AMD's current-generation Radeon RX 9000-series product line-up based on the RDNA 4 architecture does not attempt to challenge Nvidia in the high-end desktop GPU market, with its range-topping Radeon RX 9070 XT rivaling Nvidia's mid-range GeForce RTX 5070 Ti. However, according to the LinkedIn profile of Laks Pappu, senior fellow and chief system-on-chip (SoC) architect at AMD, the company's graphics division may have significant developments in the pipeline. Pappu appears to be in charge of AMD's data center GPU development as well as Radeon products' architecture for cloud gaming, Navi4x and Navi5x generations. He describes his job as "building next-generation competitive 2.5D/3.5D chiplet-based and monolithic graphics SoCs on various packaging technologies," which implies that AMD's next generation graphics processors will use monolithic and multi-chiplet arrangements.
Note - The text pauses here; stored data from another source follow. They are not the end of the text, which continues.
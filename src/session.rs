//! Per-context session state: the origin id, the set of live transport
//! links, and the bookkeeping the hub needs for dedup and field
//! re-derivation.
//!
//! One `SessionContext` exists per execution context. It is constructed at
//! context start, passed explicitly (never a global), and torn down by
//! [`close`](SessionContext::close), which drops every transport.

use crate::color::Xyz;
use crate::command::{Command, Envelope, OriginId};
use crate::transport::{Arrival, BroadcastBus, BroadcastLink, DirectLink, Mailbox, PeerHandle};

// ── SessionContext ───────────────────────────────────────────────

#[derive(Debug)]
pub struct SessionContext {
    origin_id: OriginId,
    mailbox: Mailbox,
    bus: Option<BroadcastLink>,
    peers: Vec<DirectLink>,
    /// Origin and command of the envelope most recently applied here,
    /// used to drop the second copy when one command reaches us over two
    /// links at once.
    last_applied: Option<(OriginId, Command)>,
    /// Pivot value of the most recently applied color, kept so control
    /// fields can be re-rendered when the operator switches space/mode.
    last_pivot: Option<Xyz>,
}

impl Default for SessionContext {
    fn default() -> Self {
        Self::new()
    }
}

impl SessionContext {
    /// A fresh context with a newly generated origin id and no links.
    pub fn new() -> Self {
        Self {
            origin_id: OriginId::generate(),
            mailbox: Mailbox::new(),
            bus: None,
            peers: Vec::new(),
            last_applied: None,
            last_pivot: None,
        }
    }

    pub fn origin_id(&self) -> &OriginId {
        &self.origin_id
    }

    // ── Links ────────────────────────────────────────────────────

    /// A handle other contexts can use to direct-link to this one.
    pub fn handle(&self) -> PeerHandle {
        self.mailbox.handle(&self.origin_id)
    }

    /// Attach to a multicast bus. Replaces any previous attachment.
    pub fn join_bus(&mut self, bus: &BroadcastBus) {
        self.bus = Some(bus.attach());
    }

    /// Hold a direct link to a peer context.
    pub fn link_peer(&mut self, handle: PeerHandle) {
        self.peers.push(DirectLink::new(handle));
    }

    pub fn on_bus(&self) -> bool {
        self.bus.is_some()
    }

    /// Direct links currently held (dead ones are cleared on dispatch).
    pub fn peer_count(&self) -> usize {
        self.peers.len()
    }

    pub fn has_links(&self) -> bool {
        self.bus.is_some() || !self.peers.is_empty()
    }

    /// Tear down: close every transport. The context keeps its id but can
    /// no longer reach or be reached by peers through dropped links.
    pub fn close(&mut self) {
        self.bus = None;
        self.peers.clear();
    }

    // ── Dedup / pivot bookkeeping ────────────────────────────────

    pub(crate) fn is_duplicate(&self, envelope: &Envelope) -> bool {
        self.last_applied
            .as_ref()
            .is_some_and(|(origin, command)| {
                *origin == envelope.origin_id && *command == envelope.command
            })
    }

    pub(crate) fn note_applied(&mut self, envelope: &Envelope) {
        self.last_applied = Some((envelope.origin_id.clone(), envelope.command.clone()));
    }

    pub fn last_pivot(&self) -> Option<Xyz> {
        self.last_pivot
    }

    pub(crate) fn remember_pivot(&mut self, pivot: Xyz) {
        self.last_pivot = Some(pivot);
    }

    // ── Dispatch / inbound ───────────────────────────────────────

    /// Send on every live link except the excluded arrival link.
    ///
    /// Dead peer handles found along the way are cleared so later sends
    /// never retry them. Returns `true` iff at least one link accepted
    /// the envelope.
    pub(crate) fn dispatch(&mut self, envelope: &Envelope, exclude: Option<&Arrival>) -> bool {
        let mut delivered = false;

        if let Some(bus) = &self.bus {
            if exclude != Some(&Arrival::Broadcast) {
                delivered |= bus.send(envelope);
            }
        }

        // Liveness is checked per send, never cached across turns.
        self.peers.retain(|peer| {
            if peer.is_live() {
                true
            } else {
                tracing::debug!(peer = %peer.peer_id(), "peer closed; clearing handle");
                false
            }
        });

        for peer in &self.peers {
            if let Some(Arrival::Peer(from)) = exclude {
                if from == peer.peer_id() {
                    continue;
                }
            }
            if peer.send(envelope, &self.origin_id) {
                delivered = true;
            }
        }

        delivered
    }

    /// Pull the next pending inbound envelope, bus traffic first.
    pub(crate) fn next_inbound(&mut self) -> Option<(Envelope, Arrival)> {
        if let Some(bus) = &mut self.bus {
            if let Some(envelope) = bus.try_recv() {
                return Some((envelope, Arrival::Broadcast));
            }
        }
        self.mailbox
            .try_recv()
            .map(|msg| (msg.envelope, Arrival::Peer(msg.from)))
    }
}

#[cfg(test)]
mod tests {
    use super::*;

    fn envelope(origin: &str, css: &str) -> Envelope {
        Envelope::local(Command::Color(css.into()), origin.into())
    }

    #[test]
    fn fresh_context_has_no_links() {
        let ctx = SessionContext::new();
        assert!(!ctx.has_links());
        assert_eq!(ctx.peer_count(), 0);
        assert!(!ctx.on_bus());
    }

    #[test]
    fn dispatch_with_no_links_reports_undelivered() {
        let mut ctx = SessionContext::new();
        assert!(!ctx.dispatch(&envelope("o", "#FFF"), None));
    }

    #[test]
    fn dead_peer_is_cleared_on_dispatch() {
        let mut ctx = SessionContext::new();
        let peer = SessionContext::new();
        ctx.link_peer(peer.handle());
        assert_eq!(ctx.peer_count(), 1);

        drop(peer);
        assert!(!ctx.dispatch(&envelope("o", "#FFF"), None));
        assert_eq!(ctx.peer_count(), 0);
    }

    #[test]
    fn dispatch_excludes_the_arrival_peer() {
        let mut sender = SessionContext::new();
        let mut peer = SessionContext::new();
        let mut other = SessionContext::new();
        sender.link_peer(peer.handle());
        sender.link_peer(other.handle());

        let came_from = Arrival::Peer(peer.origin_id().clone());
        assert!(sender.dispatch(&envelope("o", "#FFF"), Some(&came_from)));
        assert!(peer.next_inbound().is_none());
        assert!(other.next_inbound().is_some());
    }

    #[test]
    fn duplicate_detection_keys_on_origin_and_command() {
        let mut ctx = SessionContext::new();
        let env = envelope("o", "#ABCDEF");
        ctx.note_applied(&env);

        assert!(ctx.is_duplicate(&env));
        // Same command from the forwarded copy still counts.
        assert!(ctx.is_duplicate(&env.forwarded()));
        // Different value or different origin does not.
        assert!(!ctx.is_duplicate(&envelope("o", "#000000")));
        assert!(!ctx.is_duplicate(&envelope("other", "#ABCDEF")));
    }

    #[test]
    fn close_drops_all_links() {
        let bus = BroadcastBus::new(8);
        let mut ctx = SessionContext::new();
        let peer = SessionContext::new();
        ctx.join_bus(&bus);
        ctx.link_peer(peer.handle());
        assert!(ctx.has_links());

        ctx.close();
        assert!(!ctx.has_links());
    }
}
Laks Pappu joined AMD in August 2022, after over 25 years at Intel, where he was in charge of Intel's discrete graphics processors codenamed DG1, Alchemist, and Battlemage. He also explored "multi-tile GPUs" for high-end graphics cards, though for now dual-GPU Battlemage products are aimed at AI workloads rather than graphics. Because high-end GPUs typically follow a 2.5 to 3.5-year development cycle—with architecture definition and block-level planning taking about a year, physical implementation another 1 to 1.5 years depending on design complexity and transistor count, and tape and silicon bring-up another year—Pappu likely significantly influenced the physical implementation of RDNA 4 and CDNA 4 products like the Radeon RX 9000-series and Instinct MI350-series. His involvement with the Navi 5x generation and probable Instinct MI500-series generation would represent his first architectures led from the ground up, giving him full-cycle influence.
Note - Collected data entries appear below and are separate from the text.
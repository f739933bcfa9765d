//! Display surface contract consumed by the synchronization hub.
//!
//! The real surface lives outside this crate (it owns the actual pixels);
//! [`InMemorySurface`] is the reference implementation used by tests and
//! by contexts that only need to track what the display is showing.

use crate::template::ResolvedTemplate;

// ── Contract ─────────────────────────────────────────────────────

/// What a presentation surface must support.
///
/// Every method must be idempotent under repeated identical calls, and
/// applying any one kind must clear the state left by a previous call of
/// a different kind (switching from template to color removes the
/// template markup, and so on).
pub trait DisplaySurface: Send {
    /// Fill the surface with a CSS color.
    fn apply_color(&mut self, css: &str);

    /// Show an image by URL.
    fn apply_image(&mut self, url: &str);

    /// Show a resolved template, or clear the template area on `None`.
    fn apply_template(&mut self, template: Option<&ResolvedTemplate>);
}

// ── NullSurface ──────────────────────────────────────────────────

/// Surface for contexts that control but never render (secondary control
/// windows). All applies are no-ops.
#[derive(Debug, Clone, Copy, Default)]
pub struct NullSurface;

impl DisplaySurface for NullSurface {
    fn apply_color(&mut self, _css: &str) {}
    fn apply_image(&mut self, _url: &str) {}
    fn apply_template(&mut self, _template: Option<&ResolvedTemplate>) {}
}

// ── InMemorySurface ──────────────────────────────────────────────

/// What the surface is currently showing.
#[derive(Debug, Clone, PartialEq, Eq, Default)]
pub enum DisplayState {
    #[default]
    Blank,
    Color(String),
    Image(String),
    /// Template id of the applied layout.
    Template(String),
}

/// Reference surface holding the display state as a value.
///
/// Replacing the whole state on every apply gives the clearing behavior
/// the contract demands for free. The raw call counter exists so tests
/// can assert on delivery counts, not just on the final state.
#[derive(Debug, Default)]
pub struct InMemorySurface {
    state: DisplayState,
    apply_calls: usize,
}

impl InMemorySurface {
    pub fn new() -> Self {
        Self::default()
    }

    pub fn state(&self) -> &DisplayState {
        &self.state
    }

    /// Total `apply*` calls received, including idempotent repeats.
    pub fn apply_calls(&self) -> usize {
        self.apply_calls
    }
}

impl DisplaySurface for InMemorySurface {
    fn apply_color(&mut self, css: &str) {
        self.apply_calls += 1;
        self.state = DisplayState::Color(css.to_string());
    }

    fn apply_image(&mut self, url: &str) {
        self.apply_calls += 1;
        self.state = DisplayState::Image(url.to_string());
    }

    fn apply_template(&mut self, template: Option<&ResolvedTemplate>) {
        self.apply_calls += 1;
        self.state = match template {
            Some(t) => DisplayState::Template(t.meta.id.clone()),
            None => DisplayState::Blank,
        };
    }
}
Building multi-tile consumer GPUs is extremely challenging due to the tightly coupled nature of graphics processing workloads and the need for ultra-fast, low-latency communication between processing units. Unlike CPUs, which can tolerate some latency across cores or chiplets, GPUs rely on thousands of parallel threads that must coordinate precisely and quickly within warps or thread groups. Disaggregating shader cores across multiple dies introduces synchronization overhead, latency penalties, and complex coherency requirements that can significantly reduce performance or increase power consumption. Software and drivers must also present the multi-tile GPU as a single, unified device to operating systems and game engines, adding another layer of complexity. These architectural, manufacturing, and software hurdles have kept multi-tile designs mostly confined to data center and HPC GPUs.
However, as it becomes harder and more expensive to build large gaming GPUs like Nvidia's GB102, it may finally make sense to build consumer-oriented multi-tile graphics processors. AMD was the first company to use multi-chiplet designs for data center and consumer CPUs and will not be a surprise if it disaggregates graphics processing units in the future. In fact, AMD's Radeon RX 7900-series Navi 31 processors already feature a disaggregated design consisting of one main graphics core die (GCD) and six cache/memory controller/PHY chiplets. The symmetrical floor plan of Navi 31's GCD means the chip could potentially be "halved" if AMD figures out how to disaggregate the design on the logical level and make software treat it as a monolithic GPU—a capacity that already enabled AMD to create multiple product tiers from a single design, including the Radeon RX 7900 XTX, RX 7900 XT, RX 7900 GRE, and RX 7900M.